現在日本、香港、シンガポール、中国、韓国、台湾、タイの7カ国に展開している中で、アジア全域での展開を狙っています。
 
もちろん現地の法規制等によりまだ外資単独で事業展開できない国もあるのですが、今後はベトナム、マレーシア、フィリピンなど東南アジア地域への新規進出の可能性も探っていきたいと思います。
 
「アジアにエノテカあり」と生産者、そしてワインラヴァ―の皆様にも思ってもらえる会社になってきたいです。
 
ワイン好きの方は旅行が好きな方も多いと思います。そんな方々がアジアどこに行ってもエノテカの美味しいワインと触れ合うことができる、そんな状況になったら良いなと思います。

香港エレメンツ店

―「アジアナンバーワン」に向けての秘訣は何ですか?
 
それぞれの国にはそれぞれのインポーターがいます。
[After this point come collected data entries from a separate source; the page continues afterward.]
use std::path::PathBuf;
use std::sync::atomic::{AtomicBool, AtomicU64, Ordering};
use std::sync::{Arc, Mutex};
use std::time::{Duration, Instant};

use anyhow::{anyhow, Result};

use watchpost::config::{AlertSettings, DetectionSettings, StreamSettings};
use watchpost::dvr::{DvrConfig, DvrHandler, HandlerFactory, HandlerKind};
use watchpost::{
    CameraConfig, CameraLink, CapturedImage, Channel, Detector, Frame, FrameSource,
    NotificationTask, Pipeline, SourceFactory, StreamState, WatchpostConfig,
};

// ----------------------------------------------------------------------------
// Scripted fakes
// ----------------------------------------------------------------------------

/// Cameras named in `dead` never open; every other camera streams forever.
struct ScriptedSources {
    dead: Vec<&'static str>,
}

struct ScriptedSource {
    fail_open: bool,
}

impl FrameSource for ScriptedSource {
    fn open(&mut self) -> Result<()> {
        if self.fail_open {
            Err(anyhow!("connection refused"))
        } else {
            Ok(())
        }
    }

    fn read_frame(&mut self) -> Result<CapturedImage> {
        std::thread::sleep(Duration::from_millis(5));
        Ok(CapturedImage::new(4, 4, vec![128; 4 * 4 * 3]))
    }

    fn close(&mut self) {}
}

impl SourceFactory for ScriptedSources {
    fn create(&self, camera: &CameraConfig) -> Result<Box<dyn FrameSource>> {
        Ok(Box::new(ScriptedSource {
            fail_open: self.dead.contains(&camera.name.as_str()),
        }))
    }
}

/// Sees motion and a human on every frame; errors for cameras in `broken`.
struct AlwaysHuman {
    broken: Vec<&'static str>,
}

impl Detector for AlwaysHuman {
    fn name(&self) -> &'static str {
        "always-human"
    }

    fn detect_motion(&self, frame: &Frame) -> Result<bool> {
        if self.broken.contains(&frame.camera()) {
            return Err(anyhow!("model crashed"));
        }
        Ok(true)
    }

    fn detect_human(&self, _frame: &Frame, _confidence_threshold: f32) -> Result<bool> {
        Ok(true)
    }
}

#[derive(Clone, Default)]
struct Recorder {
    alerts: Arc<Mutex<Vec<String>>>,
}

impl Recorder {
    fn cameras(&self) -> Vec<String> {
        self.alerts.lock().unwrap().clone()
    }

    fn wait_for(&self, count: usize, timeout: Duration) -> bool {
        let deadline = Instant::now() + timeout;
        while Instant::now() < deadline {
            if self.alerts.lock().unwrap().len() >= count {
                return true;
            }
            std::thread::sleep(Duration::from_millis(10));
        }
        false
    }
}

struct RecordingChannel {
    recorder: Recorder,
    delay: Duration,
}

impl Channel for RecordingChannel {
    fn name(&self) -> &str {
        "recording"
    }

    fn send(&mut self, task: &NotificationTask) -> Result<()> {
        std::thread::sleep(self.delay);
        self.recorder
            .alerts
            .lock()
            .unwrap()
            .push(task.camera().name.clone());
        Ok(())
    }
}

/// Web-only DVR factory; the probe succeeds once `online` is set.
struct SwitchableDvr {
    online: Arc<AtomicBool>,
    probes: Arc<AtomicU64>,
}

struct SwitchableHandler {
    online: bool,
}

impl DvrHandler for SwitchableHandler {
    fn kind(&self) -> HandlerKind {
        HandlerKind::Web
    }

    fn test_connection(&self) -> Result<()> {
        if self.online {
            Ok(())
        } else {
            Err(anyhow!("no route to host"))
        }
    }

    fn stream_link(&self) -> CameraLink {
        CameraLink::Uri("stub://yard".to_string())
    }
}

impl HandlerFactory for SwitchableDvr {
    fn build(&self, _kind: HandlerKind, _config: &DvrConfig) -> Result<Arc<dyn DvrHandler>> {
        self.probes.fetch_add(1, Ordering::SeqCst);
        Ok(Arc::new(SwitchableHandler {
            online: self.online.load(Ordering::SeqCst),
        }))
    }
}

fn offline_dvr() -> (Arc<SwitchableDvr>, Arc<AtomicBool>) {
    let online = Arc::new(AtomicBool::new(false));
    (
        Arc::new(SwitchableDvr {
            online: online.clone(),
            probes: Arc::new(AtomicU64::new(0)),
        }),
        online,
    )
}

// ----------------------------------------------------------------------------
// Helpers
// ----------------------------------------------------------------------------

fn test_config(cooldown: Duration) -> WatchpostConfig {
    WatchpostConfig {
        cameras_path: PathBuf::from("unused.json"),
        stream: StreamSettings {
            max_retries: 2,
            retry_delay: Duration::from_millis(10),
            open_timeout: Duration::from_secs(1),
            stop_timeout: Duration::from_secs(2),
        },
        detection: DetectionSettings {
            workers: 2,
            poll_interval: Duration::from_millis(2),
            confidence_threshold: 0.5,
            alert_on_motion: false,
            task_queue_capacity: 8,
        },
        alerts: AlertSettings { cooldown },
        channels: Vec::new(),
    }
}

fn stub_camera(name: &str) -> CameraConfig {
    CameraConfig::with_link(name, CameraLink::Uri(format!("stub://{}", name.to_lowercase())))
}

fn recording(recorder: &Recorder, delay: Duration) -> Vec<Box<dyn Channel>> {
    vec![Box::new(RecordingChannel {
        recorder: recorder.clone(),
        delay,
    })]
}

fn state_of(pipeline: &Pipeline, name: &str) -> StreamState {
    pipeline
        .streams()
        .get(name)
        .map(|handle| handle.state())
        .unwrap_or(StreamState::Stopped)
}

fn wait_state(pipeline: &Pipeline, name: &str, want: StreamState) -> StreamState {
    match pipeline.streams().get(name) {
        Some(handle) => handle.wait_for_state(Duration::from_secs(3), |s| s == want),
        None => StreamState::Stopped,
    }
}

// ----------------------------------------------------------------------------
// Scenarios
// ----------------------------------------------------------------------------

#[test]
fn dead_camera_fails_while_others_alert_once_per_cooldown() -> Result<()> {
    let recorder = Recorder::default();
    let (dvr, _) = offline_dvr();
    let pipeline = Pipeline::start(
        &test_config(Duration::from_secs(60)),
        vec![stub_camera("Gate"), stub_camera("Porch"), stub_camera("Yard")],
        Arc::new(ScriptedSources { dead: vec!["Gate"] }),
        Arc::new(AlwaysHuman { broken: vec![] }),
        recording(&recorder, Duration::ZERO),
        dvr,
    )?;

    assert_eq!(wait_state(&pipeline, "Gate", StreamState::Failed), StreamState::Failed);
    assert_eq!(wait_state(&pipeline, "Porch", StreamState::Streaming), StreamState::Streaming);
    assert_eq!(wait_state(&pipeline, "Yard", StreamState::Streaming), StreamState::Streaming);

    assert!(recorder.wait_for(2, Duration::from_secs(3)));
    // Plenty of further positive frames arrive inside the cooldown.
    std::thread::sleep(Duration::from_millis(200));
    assert_eq!(state_of(&pipeline, "Gate"), StreamState::Failed);

    let stats = pipeline.stop();
    let mut alerted = recorder.cameras();
    alerted.sort();
    assert_eq!(alerted, vec!["Porch".to_string(), "Yard".to_string()]);
    assert_eq!(stats.detection.alerts_sent, 2);
    assert!(stats.detection.alerts_throttled > 0);
    assert_eq!(stats.notifications.delivered, 2);
    assert_eq!(stats.streams_in(StreamState::Failed), 1);
    Ok(())
}

#[test]
fn detector_errors_are_contained_per_frame() -> Result<()> {
    let recorder = Recorder::default();
    let (dvr, _) = offline_dvr();
    let pipeline = Pipeline::start(
        &test_config(Duration::from_secs(60)),
        vec![stub_camera("Gate"), stub_camera("Porch")],
        Arc::new(ScriptedSources { dead: vec![] }),
        Arc::new(AlwaysHuman {
            broken: vec!["Gate"],
        }),
        recording(&recorder, Duration::ZERO),
        dvr,
    )?;

    assert!(recorder.wait_for(1, Duration::from_secs(3)));
    std::thread::sleep(Duration::from_millis(100));
    let stats = pipeline.stop();
    assert_eq!(recorder.cameras(), vec!["Porch".to_string()]);
    assert!(stats.detection.detector_errors > 0);
    assert_eq!(stats.streams_in(StreamState::Failed), 0);
    Ok(())
}

#[test]
fn undetectable_dvr_is_failed_and_recovers_on_restart() -> Result<()> {
    let recorder = Recorder::default();
    let (dvr, online) = offline_dvr();
    let yard = CameraConfig::with_dvr(
        "Yard",
        DvrConfig {
            ip: Some("192.168.1.100".to_string()),
            port: Some(8080),
            ..DvrConfig::default()
        },
    );
    let pipeline = Pipeline::start(
        &test_config(Duration::from_secs(60)),
        vec![stub_camera("Porch"), yard],
        Arc::new(ScriptedSources { dead: vec![] }),
        Arc::new(AlwaysHuman { broken: vec![] }),
        recording(&recorder, Duration::ZERO),
        dvr.clone(),
    )?;

    assert_eq!(state_of(&pipeline, "Yard"), StreamState::Failed);
    let error = pipeline
        .streams()
        .get("Yard")
        .and_then(|handle| handle.last_error())
        .unwrap_or_default();
    assert!(error.contains("Yard"), "error names the camera: {error}");
    assert_eq!(wait_state(&pipeline, "Porch", StreamState::Streaming), StreamState::Streaming);

    // Still offline: restart re-probes and fails again.
    assert!(pipeline.restart("Yard").is_err());
    assert_eq!(dvr.probes.load(Ordering::SeqCst), 2);

    online.store(true, Ordering::SeqCst);
    let handle = pipeline.restart("Yard")?;
    assert_eq!(
        handle.wait_for_state(Duration::from_secs(3), |s| s == StreamState::Streaming),
        StreamState::Streaming
    );
    assert!(recorder.wait_for(2, Duration::from_secs(3)));

    pipeline.stop();
    Ok(())
}

#[test]
fn restart_failed_brings_back_only_failed_cameras() -> Result<()> {
    let recorder = Recorder::default();
    let (dvr, online) = offline_dvr();
    let yard = CameraConfig::with_dvr(
        "Yard",
        DvrConfig {
            ip: Some("192.168.1.100".to_string()),
            port: Some(8080),
            ..DvrConfig::default()
        },
    );
    let pipeline = Pipeline::start(
        &test_config(Duration::from_secs(60)),
        vec![stub_camera("Porch"), yard],
        Arc::new(ScriptedSources { dead: vec![] }),
        Arc::new(AlwaysHuman { broken: vec![] }),
        recording(&recorder, Duration::ZERO),
        dvr,
    )?;
    assert_eq!(state_of(&pipeline, "Yard"), StreamState::Failed);
    assert_eq!(wait_state(&pipeline, "Porch", StreamState::Streaming), StreamState::Streaming);

    assert_eq!(pipeline.restart_failed(), 0);
    assert_eq!(state_of(&pipeline, "Yard"), StreamState::Failed);

    online.store(true, Ordering::SeqCst);
    assert_eq!(pipeline.restart_failed(), 1);
    assert_eq!(wait_state(&pipeline, "Yard", StreamState::Streaming), StreamState::Streaming);
    assert_eq!(state_of(&pipeline, "Porch"), StreamState::Streaming);
    assert_eq!(pipeline.restart_failed(), 0);

    pipeline.stop();
    Ok(())
}

#[test]
fn stop_drains_every_accepted_notification() -> Result<()> {
    let recorder = Recorder::default();
    let (dvr, _) = offline_dvr();
    let cameras: Vec<CameraConfig> = ["A", "B", "C", "D"].into_iter().map(stub_camera).collect();
    let pipeline = Pipeline::start(
        &test_config(Duration::from_secs(60)),
        cameras,
        Arc::new(ScriptedSources { dead: vec![] }),
        Arc::new(AlwaysHuman { broken: vec![] }),
        recording(&recorder, Duration::from_millis(100)),
        dvr,
    )?;

    // Wait until alerts are queued but the slow channel has not caught up.
    let deadline = Instant::now() + Duration::from_secs(3);
    while pipeline.stats().notifications.enqueued < 4 && Instant::now() < deadline {
        std::thread::sleep(Duration::from_millis(5));
    }
    let stats = pipeline.stop();
    assert_eq!(stats.notifications.enqueued, 4);
    assert_eq!(stats.notifications.completed, stats.notifications.enqueued);
    assert_eq!(recorder.cameras().len(), 4);
    Ok(())
}
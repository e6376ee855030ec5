use std::time::Duration;

use thiserror::Error;

/// Failure taxonomy for the watch pipeline.
///
/// Every variant is scoped to the smallest unit it can affect: a camera, a
/// frame, a channel or a probe. None of them is allowed to abort sibling
/// streams, workers or the process; callers log and continue.
#[derive(Error, Debug)]
pub enum WatchError {
    #[error("invalid configuration: {0}")]
    Config(String),

    #[error("camera '{camera}' failed to connect: {reason}")]
    ConnectFailed { camera: String, reason: String },

    #[error("camera '{camera}' read failed: {reason}")]
    ReadFailed { camera: String, reason: String },

    #[error("detector failed on camera '{camera}': {reason}")]
    Detector { camera: String, reason: String },

    #[error("channel '{channel}' failed to send: {reason}")]
    ChannelSendFailed { channel: String, reason: String },

    #[error("no DVR protocol handler succeeded for camera '{camera}'")]
    ProtocolDetectionExhausted { camera: String },

    #[error("{what} timed out after {}ms", timeout.as_millis())]
    ProbeTimeout { what: String, timeout: Duration },

    #[error("{what} aborted before reporting a result")]
    ProbeAborted { what: String },

    #[error("{0} is shutting down")]
    Shutdown(&'static str),

    #[error("io error: {0}")]
    Io(#[from] std::io::Error),
}

impl WatchError {
    /// True for failures that the acquisition loop answers with another attempt.
    pub fn is_retryable(&self) -> bool {
        matches!(
            self,
            WatchError::ConnectFailed { .. }
                | WatchError::ReadFailed { .. }
                | WatchError::ProbeTimeout { .. }
                | WatchError::ProbeAborted { .. }
        )
    }
}

/// Render a caught panic payload for logging.
pub(crate) fn panic_message(payload: &(dyn std::any::Any + Send)) -> String {
    if let Some(msg) = payload.downcast_ref::<&str>() {
        (*msg).to_string()
    } else if let Some(msg) = payload.downcast_ref::<String>() {
        msg.clone()
    } else {
        "panic with non-string payload".to_string()
    }
}
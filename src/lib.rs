//! Watchpost
//!
//! Multi-camera intrusion detection: one acquisition thread per camera feeds
//! a latest-wins frame bus, a worker pool runs a two-stage motion/human gate
//! over every bus, and confirmed detections pass a per-camera cooldown before
//! fan-out to notification channels.
//!
//! # Architecture
//!
//! ```text
//! FrameSource --> StreamHandle/FrameBus --> DetectionDispatcher --> AlertThrottle
//!                                                                        |
//!                          Channels <-- NotificationDispatcher <---------+
//! ```
//!
//! DVR-backed cameras are resolved to a concrete stream link first by the
//! `ProtocolDetector`, which probes a fixed chain of handler kinds.
//!
//! # Module Structure
//!
//! - `config`: daemon configuration and the camera list
//! - `frame`: frames and the bounded per-camera `FrameBus`
//! - `ingest`: frame sources (synthetic, GStreamer)
//! - `stream`: per-camera acquisition loops and their state machine
//! - `detect`: detector capability and the CPU `DiffDetector`
//! - `dispatch`: detection worker pool
//! - `throttle`: per-camera alert cooldown
//! - `notify`: notification queue and channels
//! - `dvr`: DVR protocol detection
//! - `mosaic`: grid view of every camera
//! - `pipeline`: start/stop of the whole chain

pub mod config;
pub mod detect;
pub mod dispatch;
pub mod dvr;
pub mod error;
pub mod frame;
pub mod ingest;
pub mod mosaic;
pub mod notify;
pub mod pipeline;
pub mod stream;
pub mod throttle;
mod timeout;

pub use config::{CameraConfig, CameraLink, ChannelSettings, Connection, WatchpostConfig};
pub use detect::{Detector, DiffDetector, DiffDetectorConfig};
pub use dispatch::{
    DetectionDispatcher, DetectionEvent, DetectionKind, DetectionStats, DetectionTask,
    WorkerContext,
};
pub use dvr::{DefaultHandlerFactory, DvrConfig, DvrHandler, HandlerFactory, HandlerKind, ProtocolDetector};
pub use error::WatchError;
pub use frame::{CapturedImage, Frame, FrameBus, FRAME_BUS_CAPACITY};
pub use ingest::{DefaultSourceFactory, FrameSource, SourceFactory, SyntheticSource};
pub use mosaic::{save_mosaic, Mosaic};
pub use notify::{
    build_channels, Channel, LogChannel, NotificationDispatcher, NotificationStats,
    NotificationTask, TelegramChannel, WebhookChannel,
};
pub use pipeline::{Pipeline, PipelineStats};
pub use stream::{StreamHandle, StreamManager, StreamState, StreamStats};
pub use throttle::AlertThrottle;
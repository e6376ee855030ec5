//! Alert delivery.
//!
//! `NotificationDispatcher` owns one worker thread and one FIFO queue. Every
//! task is handed to every channel, one task at a time, in submission order.
//! A channel that errors or panics is logged and skipped for that task only.
//!
//! Shutdown closes the intake gate and enqueues a sentinel under the same
//! lock, so the sentinel is always the last message: everything accepted
//! before `stop` is delivered, nothing is accepted after it.

mod log_channel;
#[cfg(feature = "channel-mqtt")]
mod mqtt;
mod telegram;
mod webhook;

use std::panic::{catch_unwind, AssertUnwindSafe};
use std::sync::atomic::{AtomicU64, Ordering};
use std::sync::{Arc, RwLock};
use std::thread::JoinHandle;

use anyhow::{anyhow, Result};
use base64::{engine::general_purpose::STANDARD as BASE64, Engine as _};
use chrono::{DateTime, Local};
use crossbeam::channel::{self, Receiver, Sender};
use image::codecs::jpeg::JpegEncoder;

use crate::config::{CameraConfig, ChannelSettings};
use crate::dispatch::{DetectionEvent, DetectionKind};
use crate::error::{panic_message, WatchError};
use crate::frame::Frame;

pub use log_channel::LogChannel;
#[cfg(feature = "channel-mqtt")]
pub use mqtt::MqttChannel;
pub use telegram::TelegramChannel;
pub use webhook::WebhookChannel;

pub const TIMESTAMP_FORMAT: &str = "%Y-%m-%d %H:%M:%S";
pub const SNAPSHOT_CONTENT_TYPE: &str = "image/jpeg";
const SNAPSHOT_QUALITY: u8 = 85;

// ----------------------------------------------------------------------------
// NotificationTask
// ----------------------------------------------------------------------------

/// One alert, destined for every configured channel.
#[derive(Clone, Debug)]
pub struct NotificationTask {
    alert_id: u64,
    timestamp: DateTime<Local>,
    kind: DetectionKind,
    camera: Arc<CameraConfig>,
    frame: Frame,
}

impl NotificationTask {
    pub fn new(
        timestamp: DateTime<Local>,
        kind: DetectionKind,
        camera: Arc<CameraConfig>,
        frame: Frame,
    ) -> Self {
        Self {
            alert_id: rand::random(),
            timestamp,
            kind,
            camera,
            frame,
        }
    }

    pub fn from_event(event: &DetectionEvent) -> Self {
        Self::new(
            event.timestamp,
            event.kind,
            event.camera.clone(),
            event.frame.clone(),
        )
    }

    /// Random identifier so downstream consumers can de-duplicate.
    pub fn alert_id(&self) -> u64 {
        self.alert_id
    }

    pub fn timestamp(&self) -> DateTime<Local> {
        self.timestamp
    }

    pub fn timestamp_text(&self) -> String {
        self.timestamp.format(TIMESTAMP_FORMAT).to_string()
    }

    pub fn kind(&self) -> DetectionKind {
        self.kind
    }

    pub fn camera(&self) -> &CameraConfig {
        &self.camera
    }

    /// Snapshot of the frame that triggered the alert.
    pub fn frame(&self) -> &Frame {
        &self.frame
    }

    pub fn title(&self) -> &'static str {
        match self.kind {
            DetectionKind::Human => "Trespassing Alert",
            DetectionKind::Motion => "Motion Alert",
        }
    }

    pub fn body(&self) -> String {
        let what = match self.kind {
            DetectionKind::Human => "A human trespassing event",
            DetectionKind::Motion => "A motion event",
        };
        format!(
            "{what} was detected at {}.\n\nCamera Info:\nName: {}\nDescription: {}\nLink: {}",
            self.timestamp_text(),
            self.camera.name,
            self.camera.description,
            self.camera.link_display()
        )
    }

    /// Flat JSON rendering shared by the structured channels.
    pub fn to_json(&self) -> serde_json::Value {
        serde_json::json!({
            "alert_id": format!("{:016x}", self.alert_id),
            "title": self.title(),
            "body": self.body(),
            "kind": self.kind.as_str(),
            "timestamp": self.timestamp.to_rfc3339(),
            "camera": {
                "name": self.camera.name,
                "description": self.camera.description,
                "link": self.camera.link_display(),
            },
            "frame": {
                "seq": self.frame.seq(),
                "width": self.frame.width(),
                "height": self.frame.height(),
            },
        })
    }

    /// The alert frame as JPEG.
    pub fn snapshot_jpeg(&self) -> Result<Vec<u8>> {
        let image = self.frame.to_rgb_image().ok_or_else(|| {
            anyhow!(
                "frame {} of {} is not packed RGB",
                self.frame.seq(),
                self.frame.camera()
            )
        })?;
        let mut jpeg = Vec::new();
        JpegEncoder::new_with_quality(&mut jpeg, SNAPSHOT_QUALITY).encode_image(&image)?;
        Ok(jpeg)
    }

    /// `to_json` plus the base64 JPEG snapshot under `snapshot`.
    /// `snapshot` is null when the frame cannot be encoded.
    pub fn to_json_with_snapshot(&self) -> serde_json::Value {
        let mut payload = self.to_json();
        payload["snapshot"] = match self.snapshot_jpeg() {
            Ok(jpeg) => serde_json::json!({
                "content_type": SNAPSHOT_CONTENT_TYPE,
                "data": BASE64.encode(jpeg),
            }),
            Err(err) => {
                log::warn!("alert {:016x}: no snapshot: {:#}", self.alert_id, err);
                serde_json::Value::Null
            }
        };
        payload
    }
}

// ----------------------------------------------------------------------------
// Channel capability
// ----------------------------------------------------------------------------

/// A notification sink. Called only from the dispatcher thread.
///
/// Credentials are supplied when the channel is constructed; `init` checks
/// them (and may connect) before the first send.
pub trait Channel: Send {
    fn name(&self) -> &str;

    fn init(&mut self) -> Result<()> {
        Ok(())
    }

    /// Best-effort delivery. An error is logged by the dispatcher and not retried.
    fn send(&mut self, task: &NotificationTask) -> Result<()>;

    fn close(&mut self) {}
}

/// Build the channels named in configuration. Channels that cannot be built
/// in this binary are logged and left out.
pub fn build_channels(settings: &[ChannelSettings]) -> Vec<Box<dyn Channel>> {
    let mut channels: Vec<Box<dyn Channel>> = Vec::with_capacity(settings.len());
    for setting in settings {
        match setting {
            ChannelSettings::Log => channels.push(Box::new(LogChannel::new())),
            ChannelSettings::Webhook { url, timeout_ms } => channels.push(Box::new(
                WebhookChannel::new(url.clone(), ChannelSettings::webhook_timeout(*timeout_ms)),
            )),
            ChannelSettings::Telegram { token, chat_id } => channels.push(Box::new(
                TelegramChannel::new(token.clone(), chat_id.clone()),
            )),
            #[cfg(feature = "channel-mqtt")]
            ChannelSettings::Mqtt {
                broker,
                port,
                topic,
                client_id,
            } => channels.push(Box::new(MqttChannel::new(
                broker.clone(),
                ChannelSettings::mqtt_port(*port),
                ChannelSettings::mqtt_topic(topic.as_deref()).to_string(),
                client_id.clone(),
            ))),
            #[cfg(not(feature = "channel-mqtt"))]
            ChannelSettings::Mqtt { broker, .. } => {
                log::error!(
                    "mqtt channel for {broker} requires the channel-mqtt feature; skipping"
                );
            }
        }
    }
    channels
}

// ----------------------------------------------------------------------------
// NotificationDispatcher
// ----------------------------------------------------------------------------

enum Message {
    Task(Box<NotificationTask>),
    Shutdown,
}

#[derive(Default)]
struct Counters {
    enqueued: AtomicU64,
    rejected: AtomicU64,
    completed: AtomicU64,
    delivered: AtomicU64,
    failed: AtomicU64,
}

/// Snapshot of dispatcher counters. `delivered`/`failed` count channel sends.
#[derive(Clone, Copy, Debug, Default, PartialEq, Eq)]
pub struct NotificationStats {
    pub enqueued: u64,
    pub rejected: u64,
    pub completed: u64,
    pub delivered: u64,
    pub failed: u64,
}

/// Cloneable producer side of the notification queue.
#[derive(Clone)]
pub struct NotificationSender {
    tx: Sender<Message>,
    accepting: Arc<RwLock<bool>>,
    counters: Arc<Counters>,
}

impl NotificationSender {
    /// Queue a task. Fails once shutdown has begun.
    pub fn enqueue(&self, task: NotificationTask) -> Result<(), WatchError> {
        let accepting = self
            .accepting
            .read()
            .unwrap_or_else(|poisoned| poisoned.into_inner());
        if !*accepting {
            self.counters.rejected.fetch_add(1, Ordering::Relaxed);
            return Err(WatchError::Shutdown("notification dispatcher"));
        }
        self.tx
            .send(Message::Task(Box::new(task)))
            .map_err(|_| WatchError::Shutdown("notification dispatcher"))?;
        self.counters.enqueued.fetch_add(1, Ordering::Relaxed);
        Ok(())
    }
}

pub struct NotificationDispatcher {
    sender: NotificationSender,
    worker: Option<JoinHandle<()>>,
    channel_names: Vec<String>,
}

impl NotificationDispatcher {
    /// Initialise `channels` and start the delivery thread.
    ///
    /// A channel whose `init` fails is logged and excluded; the rest still run.
    pub fn start(channels: Vec<Box<dyn Channel>>) -> Result<Self, WatchError> {
        let mut ready: Vec<Box<dyn Channel>> = Vec::with_capacity(channels.len());
        for mut channel in channels {
            match channel.init() {
                Ok(()) => {
                    log::info!("notification channel '{}' ready", channel.name());
                    ready.push(channel);
                }
                Err(err) => {
                    log::error!(
                        "notification channel '{}' disabled: {:#}",
                        channel.name(),
                        err
                    );
                }
            }
        }
        if ready.is_empty() {
            log::warn!("no notification channels are active; alerts will only be counted");
        }
        let channel_names = ready.iter().map(|c| c.name().to_string()).collect();

        let (tx, rx) = channel::unbounded();
        let counters = Arc::new(Counters::default());
        let worker_counters = counters.clone();
        let worker = std::thread::Builder::new()
            .name("notify".to_string())
            .spawn(move || run_worker(rx, ready, &worker_counters))?;

        Ok(Self {
            sender: NotificationSender {
                tx,
                accepting: Arc::new(RwLock::new(true)),
                counters,
            },
            worker: Some(worker),
            channel_names,
        })
    }

    pub fn sender(&self) -> NotificationSender {
        self.sender.clone()
    }

    pub fn enqueue(&self, task: NotificationTask) -> Result<(), WatchError> {
        self.sender.enqueue(task)
    }

    pub fn channel_names(&self) -> &[String] {
        &self.channel_names
    }

    pub fn stats(&self) -> NotificationStats {
        let c = &self.sender.counters;
        NotificationStats {
            enqueued: c.enqueued.load(Ordering::Relaxed),
            rejected: c.rejected.load(Ordering::Relaxed),
            completed: c.completed.load(Ordering::Relaxed),
            delivered: c.delivered.load(Ordering::Relaxed),
            failed: c.failed.load(Ordering::Relaxed),
        }
    }

    /// Stop accepting, drain everything already queued, then join the worker.
    pub fn stop(mut self) -> NotificationStats {
        self.shutdown();
        self.stats()
    }

    fn shutdown(&mut self) {
        {
            let mut accepting = self
                .sender
                .accepting
                .write()
                .unwrap_or_else(|poisoned| poisoned.into_inner());
            if *accepting {
                *accepting = false;
                // Sent under the write lock: no task can land behind the sentinel.
                let _ = self.sender.tx.send(Message::Shutdown);
            }
        }
        if let Some(worker) = self.worker.take() {
            if worker.join().is_err() {
                log::error!("notification worker panicked");
            }
        }
    }
}

impl Drop for NotificationDispatcher {
    fn drop(&mut self) {
        self.shutdown();
    }
}

fn run_worker(rx: Receiver<Message>, mut channels: Vec<Box<dyn Channel>>, counters: &Counters) {
    for message in rx.iter() {
        match message {
            Message::Task(task) => {
                deliver(&mut channels, &task, counters);
                counters.completed.fetch_add(1, Ordering::Relaxed);
            }
            Message::Shutdown => break,
        }
    }
    for channel in &mut channels {
        channel.close();
    }
    log::info!("notification dispatcher drained and stopped");
}

fn deliver(channels: &mut [Box<dyn Channel>], task: &NotificationTask, counters: &Counters) {
    for channel in channels.iter_mut() {
        let outcome = catch_unwind(AssertUnwindSafe(|| channel.send(task)));
        let failure = match outcome {
            Ok(Ok(())) => None,
            Ok(Err(err)) => Some(format!("{err:#}")),
            Err(payload) => Some(format!("panicked: {}", panic_message(payload.as_ref()))),
        };
        match failure {
            None => {
                counters.delivered.fetch_add(1, Ordering::Relaxed);
                log::debug!(
                    "alert {:016x} delivered via '{}'",
                    task.alert_id(),
                    channel.name()
                );
            }
            Some(reason) => {
                counters.failed.fetch_add(1, Ordering::Relaxed);
                let err = WatchError::ChannelSendFailed {
                    channel: channel.name().to_string(),
                    reason,
                };
                log::warn!("alert {:016x}: {}", task.alert_id(), err);
            }
        }
    }
}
それでも外資系であるエノテカが海外に進出してもビジネスができているというのは、エノテカの大事なDNAが浸透しているからだと思います。
 
一つは美味しいワインを消費者に届けたい、というこだわりを持ってやっているということ、そして取引している素晴らしい生産者、また、物流、倉庫、お店で一貫した温度管理をしているということがエノテカの強みだと思うんです。
 
ワインの知識を持っているスタッフがきちんとワインを説明して、お客様のニーズに合わせた提案を愚直にやっているからこそ、日本でも海外でも支持されるワインショップ、ワイン商でいられます。
 
何かが突出しているということより、総合的な力を上げていくこと自体がエノテカしかない世界を作っていくことになるのです。
 
実際、まだまだそのDNAが浸透しきれていない国もあります。そこを盤石にしていく、それが最終的にはそれぞれの国でエノテカが成長してくことにつながると思います。
 
一朝一夕でなかなかできないというのがこのビジネスです。コツコツとやり続けて基盤を作っていくことが海外ビジネスをやっていくうえで大切なことだと日々感じています。
 
今後も“水滴石を穿つ”の精神で邁進していきます。